Blue Shield’s plan for the combined corporate entity it would establish if its proposed acquisition of Care 1st Health Plan is approved would subordinate the interests of Care 1st’s mostly Medi-Cal enrollees to those of Blue Shield’s own enrollees, according to legal documents filed with regulators.

The documents also show that a goal of the proposed corporate structure is to enable Blue Shield to avoid paying Affordable Care Act taxes on the business it would operate under Care 1st.

The details are in my letter below to the regulator whose approval Blue Shield needs in order to complete the acquisition, California Department of Managed Health Care Director Shelley Rouillard.

Dear Ms. Rouillard:

I am writing to raise concerns about the corporate structure under which Blue Shield would operate Care 1st Health Plan following the proposed acquisition. That structure would subordinate the interests of Care 1st members, who are primarily Medi-Cal enrollees, to those of Blue Shield’s own enrollees.

Blue Shield’s arrangements for the operation of Care 1st are complex. Instead of purchasing Care 1st directly and integrating it into its own operations, Blue Shield has established a subsidiary holding company that would acquire and operate Care 1st as a separate, indirect subsidiary of Blue Shield.

Blue Shield’s reasons for this complex arrangement are unclear, but appear to include tax avoidance.
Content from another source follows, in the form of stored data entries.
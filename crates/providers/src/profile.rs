//! Provider profiles.
//!
//! A profile is the small value object that distinguishes two instances of
//! the same adapter family: default endpoint, default model, whether a
//! credential is mandatory, and the model list used when discovery fails.
//! Local and cloud Ollama share one adapter and differ only here.

use serde::Serialize;

/// Static description of one registered provider.
#[derive(Debug, Clone, PartialEq, Eq)]
pub struct ProviderProfile {
    pub id: String,
    pub display_name: String,
    pub description: String,
    pub default_base_url: String,
    pub default_model: String,
    pub requires_api_key: bool,
    pub fallback_models: Vec<String>,
}

/// Catalog entry exposed to callers.
#[derive(Debug, Clone, PartialEq, Eq, Serialize)]
#[serde(rename_all = "camelCase")]
pub struct ProviderInfo {
    pub id: String,
    pub name: String,
    pub description: String,
    pub requires_api_key: bool,
    pub default_base_url: String,
}

impl ProviderProfile {
    pub fn info(&self) -> ProviderInfo {
        ProviderInfo {
            id: self.id.clone(),
            name: self.display_name.clone(),
            description: self.description.clone(),
            requires_api_key: self.requires_api_key,
            default_base_url: self.default_base_url.clone(),
        }
    }

    /// Ollama running on this machine.
    pub fn ollama() -> Self {
        Self {
            id: "ollama".into(),
            display_name: "Ollama".into(),
            description: "Local models served by an Ollama daemon".into(),
            default_base_url: "http://localhost:11434".into(),
            default_model: "llama3.2".into(),
            requires_api_key: false,
            fallback_models: strings(&["llama3.2", "mistral", "qwen2.5"]),
        }
    }

    /// Hosted Ollama. Same wire protocol, mandatory credential.
    pub fn ollama_cloud() -> Self {
        Self {
            id: "ollama-cloud".into(),
            display_name: "Ollama Cloud".into(),
            description: "Ollama-hosted models, API key required".into(),
            default_base_url: "https://ollama.com".into(),
            default_model: "gpt-oss:120b".into(),
            requires_api_key: true,
            fallback_models: strings(&["gpt-oss:120b", "gpt-oss:20b", "deepseek-v3.1:671b"]),
        }
    }

    pub fn openai() -> Self {
        Self {
            id: "openai".into(),
            display_name: "OpenAI".into(),
            description: "OpenAI chat completions API".into(),
            default_base_url: "https://api.openai.com".into(),
            default_model: "gpt-4o-mini".into(),
            requires_api_key: true,
            fallback_models: strings(&["gpt-4o-mini", "gpt-4o", "gpt-4.1-mini"]),
        }
    }

    /// LM Studio's local OpenAI-compatible server.
    pub fn lmstudio() -> Self {
        Self {
            id: "lmstudio".into(),
            display_name: "LM Studio".into(),
            description: "Local models served by LM Studio".into(),
            default_base_url: "http://localhost:1234".into(),
            default_model: "local-model".into(),
            requires_api_key: false,
            fallback_models: strings(&["local-model"]),
        }
    }

    /// A chat service that already speaks the chatmux response and
    /// event-stream shapes.
    pub fn chat_service() -> Self {
        Self {
            id: "chat-service".into(),
            display_name: "Chat Service".into(),
            description: "Upstream chat service with native chatmux streaming".into(),
            default_base_url: "http://localhost:8787".into(),
            default_model: String::new(),
            requires_api_key: false,
            fallback_models: strings(&["default"]),
        }
    }

    /// Same profile under a different id, for running two instances of one
    /// family side by side.
    pub fn with_id(mut self, id: impl Into<String>) -> Self {
        self.id = id.into();
        self
    }
}

fn strings(items: &[&str]) -> Vec<String> {
    items.iter().map(|s| s.to_string()).collect()
}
Regardless, the effect would be to make the legal status of Care 1st enrollees within the post acquisition combined corporate entity inferior to that of Blue Shield enrollees.
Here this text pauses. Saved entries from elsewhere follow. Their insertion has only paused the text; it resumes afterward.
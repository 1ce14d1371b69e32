use crate::chat::ChatResponse;
use crate::document::Document;
use chrono::{DateTime, Utc};
use futures_util::StreamExt;
use serde_json::{json, Value};
use std::pin::Pin;

/// A boxed async stream, used for chat streaming responses.
pub type BoxStream<'a, T> = Pin<Box<dyn futures_core::Stream<Item = T> + Send + 'a>>;

/// Outbound event stream of a single streaming call.
pub type ChatStream = BoxStream<'static, ChatEvent>;

/// Terminator frame of the outbound wire stream.
pub const DONE_FRAME: &str = "data: [DONE]\n\n";

/// Events emitted during a streaming chat call (provider-agnostic).
///
/// A well-formed stream is one `Metadata`, any number of `Delta`s, then
/// exactly one `Done` or `Error`.
#[derive(Debug, Clone, PartialEq)]
pub enum ChatEvent {
    /// Conversation id for this call. Always first.
    Metadata {
        id: String,
        created_at: DateTime<Utc>,
    },
    /// The full document accumulated so far, not a patch.
    Delta { document: Document },
    /// Upstream finished normally.
    Done,
    /// The call failed. Deltas already sent stay valid partial output.
    Error { message: String },
}

impl ChatEvent {
    pub fn metadata(id: impl Into<String>) -> Self {
        ChatEvent::Metadata {
            id: id.into(),
            created_at: Utc::now(),
        }
    }

    pub fn error(message: impl ToString) -> Self {
        ChatEvent::Error {
            message: message.to_string(),
        }
    }

    pub fn is_terminal(&self) -> bool {
        matches!(self, ChatEvent::Done | ChatEvent::Error { .. })
    }

    /// JSON payload of the wire frame. `Done` has none; it is carried by
    /// [`DONE_FRAME`].
    pub fn to_json(&self) -> Option<Value> {
        match self {
            ChatEvent::Metadata { id, created_at } => Some(json!({
                "object": "chat",
                "id": id,
                "createdAt": created_at,
            })),
            ChatEvent::Delta { document } => Some(json!({ "delta": document })),
            ChatEvent::Error { message } => Some(json!({ "error": { "message": message } })),
            ChatEvent::Done => None,
        }
    }

    /// `data: <json>\n\n`, or `None` for `Done`.
    pub fn to_frame(&self) -> Option<String> {
        self.to_json().map(|v| format!("data: {v}\n\n"))
    }

    /// Parse a frame payload produced by [`ChatEvent::to_json`].
    ///
    /// Returns `None` for objects that match no event shape.
    pub fn from_json(value: &Value) -> Option<Self> {
        if value.get("object").and_then(Value::as_str) == Some("chat") {
            let id = value.get("id")?.as_str()?.to_string();
            let created_at = value
                .get("createdAt")
                .and_then(|v| serde_json::from_value(v.clone()).ok())
                .unwrap_or_else(Utc::now);
            return Some(ChatEvent::Metadata { id, created_at });
        }
        if let Some(delta) = value.get("delta") {
            let document = serde_json::from_value(delta.clone()).ok()?;
            return Some(ChatEvent::Delta { document });
        }
        if let Some(err) = value.get("error") {
            let message = err
                .get("message")
                .and_then(Value::as_str)
                .or_else(|| err.as_str())
                .unwrap_or("upstream error")
                .to_string();
            return Some(ChatEvent::Error { message });
        }
        None
    }
}

/// Result of a create/continue call: a complete response or a live stream.
pub enum ChatOutput {
    Complete(ChatResponse),
    Stream(ChatStream),
}

impl ChatOutput {
    pub fn into_complete(self) -> Option<ChatResponse> {
        match self {
            ChatOutput::Complete(resp) => Some(resp),
            ChatOutput::Stream(_) => None,
        }
    }

    pub fn into_stream(self) -> Option<ChatStream> {
        match self {
            ChatOutput::Stream(stream) => Some(stream),
            ChatOutput::Complete(_) => None,
        }
    }
}

impl std::fmt::Debug for ChatOutput {
    fn fmt(&self, f: &mut std::fmt::Formatter<'_>) -> std::fmt::Result {
        match self {
            ChatOutput::Complete(resp) => f.debug_tuple("Complete").field(resp).finish(),
            ChatOutput::Stream(_) => f.write_str("Stream(..)"),
        }
    }
}

/// Encode a chat stream as outbound wire frames.
///
/// Stops after the first terminal event and always ends with exactly one
/// [`DONE_FRAME`], also when the input ends without a terminal event.
pub fn into_sse_frames(mut events: ChatStream) -> BoxStream<'static, String> {
    let stream = async_stream::stream! {
        while let Some(event) = events.next().await {
            let terminal = event.is_terminal();
            if let Some(frame) = event.to_frame() {
                yield frame;
            }
            if terminal {
                break;
            }
        }
        yield DONE_FRAME.to_string();
    };
    Box::pin(stream)
}

// ━━━━━━━━━━━━━━━━━━━━━━━━━━━━━━━━━━━━━━━━━━━━━━━━━━━━━━━━━━━━━━━━━━
// Tests
// ━━━━━━━━━━━━━━━━━━━━━━━━━━━━━━━━━━━━━━━━━━━━━━━━━━━━━━━━━━━━━━━━━━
The post-acquisition corporate structure would obligate Care 1st to operate for the benefit of Blue Shield and its enrollees.

Under the post-acquisition legal structure described by Blue Shield and Care 1st in their filings with the DMHC, Care 1st would be established as a nonprofit mutual benefit corporation with a single corporate member, Cumulus Holding Company. Cumulus, which was incorporated soon after the acquisition deal was signed, is also a nonprofit mutual benefit corporation with just one corporate member, which is Blue Shield.
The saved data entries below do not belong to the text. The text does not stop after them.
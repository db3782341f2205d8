//! Duplicate qualified-association removal.
//!
//! Redundant pipeline runs leave an acquisition with several
//! `prov:qualifiedAssociation` nodes that name the same agent in the same
//! role. This module keeps one association per `(acquisition, agent, role)`
//! and deletes the others outright.
//!
//! # Ordering
//!
//! Links are examined in sorted `(acquisition, association)` order, so the
//! association that survives is always the smallest node for its key, whatever
//! order the store iterates in.
//!
//! # Shared associations
//!
//! Links are judged per `(acquisition, association)` pair, but deleting an
//! association removes all of its outgoing triples for every acquisition. An
//! association that is a duplicate under one acquisition and the survivor
//! under another therefore leaves the second acquisition pointing at an empty
//! node. This is the established behaviour of the merge and is kept as is.

use std::collections::hash_map::Entry;
use std::collections::{BTreeSet, HashMap};

use nidm_graph::vocab::{PROV_AGENT, PROV_HAD_ROLE, PROV_QUALIFIED_ASSOCIATION};
use nidm_graph::{Node, Triple, TripleStore};

/// `(acquisition, agent, role)`.
type AssociationKey = (Node, Node, Node);

/// What a resolution pass did to the store.
#[derive(Debug, Clone, Default, PartialEq, Eq)]
pub struct Resolution {
    /// `prov:qualifiedAssociation` links examined.
    pub examined: usize,
    /// Links skipped because the association lacks `prov:agent` or `prov:hadRole`.
    pub skipped: usize,
    /// Links removed from acquisitions.
    pub links_removed: usize,
    /// Association nodes whose outgoing triples were deleted.
    pub nodes_deleted: usize,
    /// Total triples removed from the store.
    pub triples_removed: usize,
}

/// Removes duplicate qualified associations from `store` in place.
///
/// For each acquisition, associations sharing an agent and role beyond the
/// first are unlinked from the acquisition and stripped of every outgoing
/// triple. Associations without both an agent and a role are left alone.
/// Decisions are made over a snapshot of the links taken before any removal.
pub fn remove_duplicate_associations<S: TripleStore + ?Sized>(store: &mut S) -> Resolution {
    let qualified = Node::iri(PROV_QUALIFIED_ASSOCIATION);
    let agent_of = Node::iri(PROV_AGENT);
    let role_of = Node::iri(PROV_HAD_ROLE);

    let mut links = store.subject_objects(&qualified);
    links.sort();

    let mut resolution = Resolution {
        examined: links.len(),
        ..Resolution::default()
    };
    let before = store.len();

    let mut canonical: HashMap<AssociationKey, Node> = HashMap::new();
    let mut unlink: Vec<(Node, Node)> = Vec::new();
    let mut doomed: BTreeSet<Node> = BTreeSet::new();

    for (acquisition, association) in links {
        let (Some(agent), Some(role)) = (
            store.value(&association, &agent_of),
            store.value(&association, &role_of),
        ) else {
            resolution.skipped += 1;
            continue;
        };

        match canonical.entry((acquisition.clone(), agent, role)) {
            Entry::Vacant(slot) => {
                slot.insert(association);
            }
            Entry::Occupied(_) => {
                doomed.insert(association.clone());
                unlink.push((acquisition, association));
            }
        }
    }

    for (acquisition, association) in unlink {
        let link = Triple::new(acquisition, qualified.clone(), association);
        if store.remove(&link) {
            resolution.links_removed += 1;
        }
    }
    for association in &doomed {
        store.remove_matching(Some(association), None, None);
    }

    resolution.nodes_deleted = doomed.len();
    resolution.triples_removed = before - store.len();
    resolution
}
As a mutual benefit corporation, Care 1st would be required to operate for the benefit of its sole corporate member in the same way that, for example, a trade association or homeowners association is required to operate for the benefit of its members. Since only Cumulus, and not enrollees of Care 1st, would be members of the mutual benefit corporation, Care 1st would be obligated to operate exclusively for the benefit of Cumulus. Similarly, Cumulus would have a duty to operate exclusively for the benefit of its sole corporate member, Blue Shield.

Blue Shield, itself, is also incorporated as a nonprofit mutual benefit corporation. While Blue Shield has no corporate members, it has asserted in a previous filing with the DMHC that “it operates only for the benefit of its policyholders.” Because Care 1st would be absorbed as a separate corporate entity, its enrollees would not become Blue Shield policyholders (enrollees) following the acquisition. Under the corporate structure described in the filings, each entity would be obligated to operate for the benefit of Blue Shield enrollees.

A clear example of how the structure would subordinate the interests of Care 1st enrollees to those of Blue Shield enrollees is the provision for distribution of assets upon dissolution. In the event of the dissolution of all three entities, the governing documents of the three organizations, as described to the DMHC by Blue Shield, provide that the remaining assets of Care 1st would go to Cumulus, which would pass along its remaining assets to Blue Shield, which, in turn, would distribute its remaining assets to Blue Shield enrollees.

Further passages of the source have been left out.